_REQUIRED WORK_
Scan the entries and copy each line where the word "trait" is present.

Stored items
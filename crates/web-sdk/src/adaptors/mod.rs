//! Adaptors translating relayed events into third-party pixel calls.
//!
//! Each adaptor implements [`PlatformAdaptor`] to name the global function it
//! needs and to turn a [`TrackingEvent`] into the [`PixelCall`] that platform
//! expects, or to say why the platform should be skipped.

pub mod facebook;
pub mod ga;
pub mod google_ads;
pub mod tiktok;

use pixel_relay_core::{Platform, SkipReason, TrackingEvent};

use crate::pixels::{PixelCall, PixelGlobal};
use crate::tracking_config::TrackingConfig;

/// Adaptor trait — maps a relayed event onto one platform's pixel call.
pub trait PlatformAdaptor: Send + Sync {
    fn platform(&self) -> Platform;

    /// Global function the platform's SDK exposes.
    fn global(&self) -> PixelGlobal;

    /// Build the call for `event`, or report why this platform is skipped.
    fn prepare(
        &self,
        config: &TrackingConfig,
        event: &TrackingEvent,
    ) -> Result<PixelCall, SkipReason>;
}

/// All four platforms in dispatch order.
pub fn default_adaptors() -> Vec<Box<dyn PlatformAdaptor>> {
    vec![
        Box::new(facebook::FacebookAdaptor),
        Box::new(google_ads::GoogleAdsAdaptor),
        Box::new(ga::GaAdaptor),
        Box::new(tiktok::TikTokAdaptor),
    ]
}

/// Platform id from `config`, or [`SkipReason::MissingId`].
fn require_id(config: &TrackingConfig, platform: Platform) -> Result<&str, SkipReason> {
    config.platform_id(platform).ok_or(SkipReason::MissingId)
}
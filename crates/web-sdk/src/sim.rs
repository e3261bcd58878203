//! Deterministic simulated page for driving a [`TrackingRelay`] without a
//! browser.
//!
//! [`SimulatedPage`] implements [`Page`] and [`Scheduler`] on a virtual clock
//! and owns a [`PixelRegistry`] as its global scope. Time only moves when
//! [`SimulatedPage::advance`] is called; due timers fire in deadline order
//! (ties broken by creation order) and notifications are only delivered for
//! listeners the relay has registered.

use std::collections::{BTreeMap, HashMap};
use std::sync::Arc;
use std::time::Duration;

use parking_lot::Mutex;

use pixel_relay_core::{RelayError, RelayResult};

use crate::events::{ClickTarget, HostEvent, ReadyState, ScrollMetrics};
use crate::host::{Listener, ListenerOptions, Page, RelayHost, Scheduler, TimerHandle};
use crate::pixels::{PixelCall, PixelFunction, PixelRegistry};
use crate::relay::TrackingRelay;

/// Intervals shorter than this are clamped so a zero period cannot spin.
const MIN_INTERVAL: Duration = Duration::from_millis(1);

#[derive(Debug, Clone, Copy)]
struct Timer {
    due: Duration,
    period: Option<Duration>,
}

struct SimState {
    now: Duration,
    next_timer: u64,
    timers: BTreeMap<TimerHandle, Timer>,
    listeners: HashMap<Listener, ListenerOptions>,
    ready_state: ReadyState,
    metrics: ScrollMetrics,
    scripts: Vec<String>,
    href: String,
}

pub struct SimulatedPage {
    state: Mutex<SimState>,
    globals: Arc<PixelRegistry>,
}

impl SimulatedPage {
    /// A fully loaded, unscrolled page at `href` with no scripts and no pixels.
    pub fn new(href: impl Into<String>) -> Arc<Self> {
        Arc::new(Self {
            state: Mutex::new(SimState {
                now: Duration::ZERO,
                next_timer: 1,
                timers: BTreeMap::new(),
                listeners: HashMap::new(),
                ready_state: ReadyState::Complete,
                metrics: ScrollMetrics::new(0.0, 2000.0, 1000.0),
                scripts: Vec::new(),
                href: href.into(),
            }),
            globals: Arc::new(PixelRegistry::new()),
        })
    }

    /// Host bundle for constructing a relay against this page.
    pub fn host(self: &Arc<Self>) -> RelayHost {
        RelayHost::new(self.clone(), self.clone(), self.globals.clone())
    }

    pub fn globals(&self) -> Arc<PixelRegistry> {
        self.globals.clone()
    }

    pub fn add_script(&self, src: impl Into<String>) {
        self.state.lock().scripts.push(src.into());
    }

    pub fn set_ready_state(&self, ready_state: ReadyState) {
        self.state.lock().ready_state = ready_state;
    }

    pub fn set_scroll_metrics(&self, metrics: ScrollMetrics) {
        self.state.lock().metrics = metrics;
    }

    /// Elapsed virtual time.
    pub fn now(&self) -> Duration {
        self.state.lock().now
    }

    pub fn active_timers(&self) -> usize {
        self.state.lock().timers.len()
    }

    pub fn has_listener(&self, listener: Listener) -> bool {
        self.state.lock().listeners.contains_key(&listener)
    }

    pub fn listener_options(&self, listener: Listener) -> Option<ListenerOptions> {
        self.state.lock().listeners.get(&listener).copied()
    }

    /// Move the clock forward by `by`, firing every timer that comes due.
    pub fn advance(&self, relay: &mut TrackingRelay, by: Duration) {
        let target = self.now() + by;
        while let Some(handle) = self.pop_due(target) {
            relay.handle(HostEvent::Timer(handle));
        }
        self.state.lock().now = target;
    }

    /// Scroll to `scroll_top` and notify the relay if it listens for scroll.
    pub fn scroll_to(&self, relay: &mut TrackingRelay, scroll_top: f64) {
        let listening = {
            let mut state = self.state.lock();
            state.metrics.scroll_top = scroll_top;
            state.listeners.contains_key(&Listener::Scroll)
        };
        if listening {
            relay.handle(HostEvent::Scroll);
        }
    }

    /// Click an element with the given text content.
    pub fn click(&self, relay: &mut TrackingRelay, text: &str) {
        if self.has_listener(Listener::Click) {
            relay.handle(HostEvent::Click(ClickTarget::with_text(text)));
        }
    }

    /// Move the document to `interactive` and fire `DOMContentLoaded`.
    pub fn finish_loading(&self, relay: &mut TrackingRelay) {
        self.set_ready_state(ReadyState::Interactive);
        if self.has_listener(Listener::DomContentLoaded) {
            relay.handle(HostEvent::DomContentLoaded);
        }
    }

    /// Take the earliest timer due at or before `target`, advancing the
    /// clock to its deadline and rescheduling it if it repeats.
    fn pop_due(&self, target: Duration) -> Option<TimerHandle> {
        let mut state = self.state.lock();
        let (handle, timer) = state
            .timers
            .iter()
            .filter(|(_, t)| t.due <= target)
            .min_by_key(|(handle, t)| (t.due, **handle))
            .map(|(h, t)| (*h, *t))?;

        state.now = timer.due;
        match timer.period {
            Some(period) => {
                if let Some(t) = state.timers.get_mut(&handle) {
                    t.due += period;
                }
            }
            None => {
                state.timers.remove(&handle);
            }
        }
        Some(handle)
    }

    fn schedule(&self, delay: Duration, period: Option<Duration>) -> TimerHandle {
        let mut state = self.state.lock();
        let handle = TimerHandle(state.next_timer);
        state.next_timer += 1;
        let due = state.now + delay;
        state.timers.insert(handle, Timer { due, period });
        handle
    }
}

impl Page for SimulatedPage {
    fn script_sources(&self) -> Vec<String> {
        self.state.lock().scripts.clone()
    }

    fn location_href(&self) -> String {
        self.state.lock().href.clone()
    }

    fn ready_state(&self) -> ReadyState {
        self.state.lock().ready_state
    }

    fn scroll_metrics(&self) -> ScrollMetrics {
        self.state.lock().metrics
    }

    fn add_listener(&self, listener: Listener, options: ListenerOptions) {
        self.state.lock().listeners.insert(listener, options);
    }

    fn remove_listener(&self, listener: Listener) {
        self.state.lock().listeners.remove(&listener);
    }
}

impl Scheduler for SimulatedPage {
    fn set_timeout(&self, delay: Duration) -> TimerHandle {
        self.schedule(delay, None)
    }

    fn set_interval(&self, period: Duration) -> TimerHandle {
        let period = period.max(MIN_INTERVAL);
        self.schedule(period, Some(period))
    }

    fn clear(&self, handle: TimerHandle) {
        self.state.lock().timers.remove(&handle);
    }
}

/// Pixel function that records every call, optionally failing each one.
#[derive(Default)]
pub struct RecordingPixel {
    calls: Mutex<Vec<PixelCall>>,
    failure: Option<String>,
}

impl RecordingPixel {
    pub fn new() -> Self {
        Self::default()
    }

    /// A pixel whose every call fails with `message` (after being recorded).
    pub fn failing(message: impl Into<String>) -> Self {
        Self {
            calls: Mutex::new(Vec::new()),
            failure: Some(message.into()),
        }
    }

    pub fn calls(&self) -> Vec<PixelCall> {
        self.calls.lock().clone()
    }
}

impl PixelFunction for RecordingPixel {
    fn call(&self, call: &PixelCall) -> RelayResult<()> {
        self.calls.lock().push(call.clone());
        match &self.failure {
            Some(message) => Err(RelayError::pixel_call("simulated", message.clone())),
            None => Ok(()),
        }
    }
}

#[cfg(test)]
mod tests {
    use super::*;

    #[test]
    fn test_timers_fire_in_deadline_order() {
        let page = SimulatedPage::new("https://example.com/");
        let late = page.set_timeout(Duration::from_millis(300));
        let early = page.set_timeout(Duration::from_millis(100));
        let tick = page.set_interval(Duration::from_millis(150));

        let mut fired = Vec::new();
        let target = Duration::from_millis(320);
        while let Some(handle) = page.pop_due(target) {
            fired.push((handle, page.now()));
        }

        assert_eq!(
            fired,
            vec![
                (early, Duration::from_millis(100)),
                (tick, Duration::from_millis(150)),
                (late, Duration::from_millis(300)),
                (tick, Duration::from_millis(300)),
            ]
        );
        // Only the interval remains
        assert_eq!(page.active_timers(), 1);
    }

    #[test]
    fn test_clear_cancels() {
        let page = SimulatedPage::new("https://example.com/");
        let handle = page.set_interval(Duration::from_millis(10));
        page.clear(handle);
        assert_eq!(page.active_timers(), 0);
        assert!(page.pop_due(Duration::from_secs(1)).is_none());
        // Clearing twice is fine
        page.clear(handle);
    }

    #[test]
    fn test_listener_registry() {
        let page = SimulatedPage::new("https://example.com/");
        page.add_listener(Listener::Scroll, ListenerOptions::passive());
        assert_eq!(
            page.listener_options(Listener::Scroll),
            Some(ListenerOptions { passive: true })
        );
        page.remove_listener(Listener::Scroll);
        assert!(!page.has_listener(Listener::Scroll));
    }
}
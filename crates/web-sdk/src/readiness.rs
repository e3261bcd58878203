//! Startup gate — waits for at least one pixel SDK before tracking starts.
//!
//! `Waiting` polls on a repeating timer. The first tick that finds an SDK
//! moves to `Ready(Detected)`; after `max_attempts` fruitless ticks the gate
//! opens anyway as `Ready(TimedOut)`. The interval is cleared on either
//! transition.

use std::time::Duration;

use tracing::{debug, info, warn};

use pixel_relay_core::config::ReadinessConfig;

use crate::host::{Scheduler, TimerHandle};
use crate::pixels::{GlobalScope, PixelGlobal};

/// True when any of `gtag`, `fbq` or `ttq` is a callable, loaded SDK.
pub fn pixels_ready(scope: &dyn GlobalScope) -> bool {
    PixelGlobal::ALL.iter().any(|global| {
        scope
            .lookup(*global)
            .is_some_and(|f| f.is_callable() && !f.is_stand_in())
    })
}

#[derive(Debug, Clone, Copy, PartialEq, Eq)]
pub enum ReadyCause {
    Detected,
    TimedOut,
}

#[derive(Debug, Clone, Copy, PartialEq, Eq)]
pub enum ReadinessState {
    Idle,
    Waiting { attempts: u32 },
    Ready(ReadyCause),
}

pub struct ReadinessPoller {
    interval: Duration,
    max_attempts: u32,
    state: ReadinessState,
    timer: Option<TimerHandle>,
}

impl ReadinessPoller {
    pub fn new(config: &ReadinessConfig) -> Self {
        Self {
            interval: config.poll_interval(),
            max_attempts: config.max_poll_attempts,
            state: ReadinessState::Idle,
            timer: None,
        }
    }

    pub fn state(&self) -> ReadinessState {
        self.state
    }

    /// Start polling. Calling this more than once has no effect.
    pub fn start(&mut self, scheduler: &dyn Scheduler) {
        if self.state != ReadinessState::Idle {
            return;
        }
        self.timer = Some(scheduler.set_interval(self.interval));
        self.state = ReadinessState::Waiting { attempts: 0 };
        debug!(interval_ms = self.interval.as_millis() as u64, "waiting for pixels");
    }

    /// Whether `handle` is this poller's interval.
    pub fn owns(&self, handle: TimerHandle) -> bool {
        self.timer == Some(handle)
    }

    /// Handle one poll tick. Returns the cause when this tick opened the gate.
    pub fn on_tick(
        &mut self,
        scheduler: &dyn Scheduler,
        scope: &dyn GlobalScope,
    ) -> Option<ReadyCause> {
        let ReadinessState::Waiting { attempts } = self.state else {
            return None;
        };

        let cause = if pixels_ready(scope) {
            info!("pixels detected, starting tracking");
            ReadyCause::Detected
        } else if attempts + 1 >= self.max_attempts {
            warn!(
                attempts = attempts + 1,
                "pixels not detected after waiting, starting anyway"
            );
            ReadyCause::TimedOut
        } else {
            self.state = ReadinessState::Waiting {
                attempts: attempts + 1,
            };
            return None;
        };

        if let Some(timer) = self.timer.take() {
            scheduler.clear(timer);
        }
        self.state = ReadinessState::Ready(cause);
        Some(cause)
    }
}
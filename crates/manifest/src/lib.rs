//! Desired-state planning for exopackage staging areas.
//!
//! Each asset class (secondary dex, native libraries, resources) turns its
//! block of the manifest into two maps: files to install (device-relative
//! path → local source) and metadata to install (device-relative path →
//! literal bytes). Device-relative paths are plain `/`-separated strings,
//! so plans come out identical on every host platform.
//!
//! File names embed the content hash, which is what makes installs
//! incremental: a path that already exists on the device is up to date by
//! construction.

pub mod dex;
pub mod error;
pub mod metadata;
pub mod native;
pub mod resources;
pub mod types;

pub use dex::dex_plan;
pub use error::ManifestError;
pub use metadata::{parse_exopackage_metadata, parse_exopackage_metadata_file};
pub use native::native_plan;
pub use resources::resources_plan;
pub use types::{DexBlock, ExoFilePlan, ExoManifest, NativeBlock, ResourceArchive, ResourcesBlock};

/// Directory for secondary dex files under the staging root.
pub const SECONDARY_DEX_DIR: &str = "secondary-dex";

/// Directory for native libraries under the staging root.
pub const NATIVE_LIBS_DIR: &str = "native-libs";

/// Directory for resource archives under the staging root.
pub const RESOURCES_DIR: &str = "resources";

/// Name of the metadata file written at each level.
pub const METADATA_FILE: &str = "metadata.txt";
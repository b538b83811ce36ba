//! Shell command execution against a single device.

use std::path::{Path, PathBuf};
use std::process::Stdio;

use tokio::process::{Child, Command};
use tracing::debug;

use crate::MAX_ADB_COMMAND_SIZE;
use crate::chunk::chunk_args;
use crate::error::AdbError;

/// Suffix appended to commands that need explicit exit-status checking.
pub const EXIT_STATUS_SUFFIX: &str = " ; echo -n :$?";

/// Handle for running commands on one device through the `adb` binary.
#[derive(Debug, Clone)]
pub struct AdbShell {
    adb_path: PathBuf,
    serial: String,
}

impl AdbShell {
    pub fn new(adb_path: impl Into<PathBuf>, serial: impl Into<String>) -> Self {
        Self {
            adb_path: adb_path.into(),
            serial: serial.into(),
        }
    }

    pub fn serial(&self) -> &str {
        &self.serial
    }

    /// Runs a raw shell command on the device and returns its output.
    pub async fn shell(&self, command: &str) -> Result<String, AdbError> {
        debug!(serial = %self.serial, command, "adb shell");
        let output = Command::new(&self.adb_path)
            .arg("-s")
            .arg(&self.serial)
            .arg("shell")
            .arg(command)
            .stdin(Stdio::null())
            .output()
            .await?;
        let stdout = String::from_utf8_lossy(&output.stdout).into_owned();
        if !output.status.success() {
            let stderr = String::from_utf8_lossy(&output.stderr);
            return Err(AdbError::CommandFailed {
                command: command.to_string(),
                output: format!("{stdout}{stderr}"),
            });
        }
        Ok(stdout)
    }

    /// Runs a shell command with an exit-status marker appended, verifies the
    /// marker and strips it, failing when the device-side command exited
    /// non-zero.
    pub async fn shell_checked(&self, command: &str) -> Result<String, AdbError> {
        let full = format!("{command}{EXIT_STATUS_SUFFIX}");
        let output = self.shell(&full).await?;
        check_status_output(command, &output)
    }

    /// Spawns a shell command with piped stdout for incremental reads.
    pub fn spawn_shell(&self, command: &str) -> Result<Child, AdbError> {
        debug!(serial = %self.serial, command, "adb shell (streaming)");
        let child = Command::new(&self.adb_path)
            .arg("-s")
            .arg(&self.serial)
            .arg("shell")
            .arg(command)
            .stdin(Stdio::null())
            .stdout(Stdio::piped())
            .stderr(Stdio::null())
            .spawn()?;
        Ok(child)
    }

    /// Forwards host TCP `port` to the same port on the device.
    pub async fn create_forward(&self, port: u16) -> Result<(), AdbError> {
        self.adb(&["forward", &format!("tcp:{port}"), &format!("tcp:{port}")])
            .await
            .map(|_| ())
    }

    /// Removes a forward previously created with
    /// [`create_forward`](Self::create_forward).
    pub async fn remove_forward(&self, port: u16) -> Result<(), AdbError> {
        self.adb(&["forward", "--remove", &format!("tcp:{port}")])
            .await
            .map(|_| ())
    }

    /// Installs an APK, replacing any existing install.
    pub async fn install_apk(&self, apk: &Path) -> Result<(), AdbError> {
        let apk_str = apk.to_string_lossy();
        let output = self.adb(&["install", "-r", "-d", apk_str.as_ref()]).await?;
        if !output.contains("Success") {
            return Err(AdbError::CommandFailed {
                command: format!("install -r -d {apk_str}"),
                output,
            });
        }
        Ok(())
    }

    /// Deletes `files` inside `dir_path`, chunking the argument list so every
    /// command stays within the shell command cap.
    pub async fn rm_files(&self, dir_path: &str, files: &[String]) -> Result<(), AdbError> {
        for command in rm_commands(dir_path, files) {
            self.shell_checked(&command).await?;
        }
        Ok(())
    }

    async fn adb(&self, args: &[&str]) -> Result<String, AdbError> {
        debug!(serial = %self.serial, ?args, "adb");
        let output = Command::new(&self.adb_path)
            .arg("-s")
            .arg(&self.serial)
            .args(args)
            .stdin(Stdio::null())
            .output()
            .await?;
        let stdout = String::from_utf8_lossy(&output.stdout).into_owned();
        if !output.status.success() {
            let stderr = String::from_utf8_lossy(&output.stderr);
            return Err(AdbError::CommandFailed {
                command: args.join(" "),
                output: format!("{stdout}{stderr}"),
            });
        }
        Ok(stdout)
    }
}

/// Builds the `cd <dir> && rm <files...>` command sequence for a bulk
/// delete, keeping every command within [`MAX_ADB_COMMAND_SIZE`].
pub fn rm_commands(dir_path: &str, files: &[String]) -> Vec<String> {
    let prefix = format!("cd {dir_path} && rm ");
    // Fudge factor for separators and the status-check suffix.
    let overhead = prefix.len() + 100;
    chunk_args(
        files.iter().cloned(),
        MAX_ADB_COMMAND_SIZE.saturating_sub(overhead),
    )
    .into_iter()
    .map(|chunk| format!("{prefix}{}", chunk.join(" ")))
    .collect()
}

/// Verifies the `:<status>` marker at the end of `output` and strips it.
pub fn check_status_output(command: &str, output: &str) -> Result<String, AdbError> {
    let Some(idx) = output.rfind(':') else {
        return Err(AdbError::MissingStatusMarker {
            command: command.to_string(),
            output: output.to_string(),
        });
    };
    let (body, marker) = output.split_at(idx);
    let Ok(status) = marker[1..].trim().parse::<i32>() else {
        return Err(AdbError::MissingStatusMarker {
            command: command.to_string(),
            output: output.to_string(),
        });
    };
    if status != 0 {
        return Err(AdbError::ShellStatus {
            command: command.to_string(),
            status,
            output: body.to_string(),
        });
    }
    Ok(body.to_string())
}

_RESULT FOR THIS EXERCISE_
/// Adaptor trait — maps a relayed event onto one platform's pixel call.
pub trait PlatformAdaptor: Send + Sync {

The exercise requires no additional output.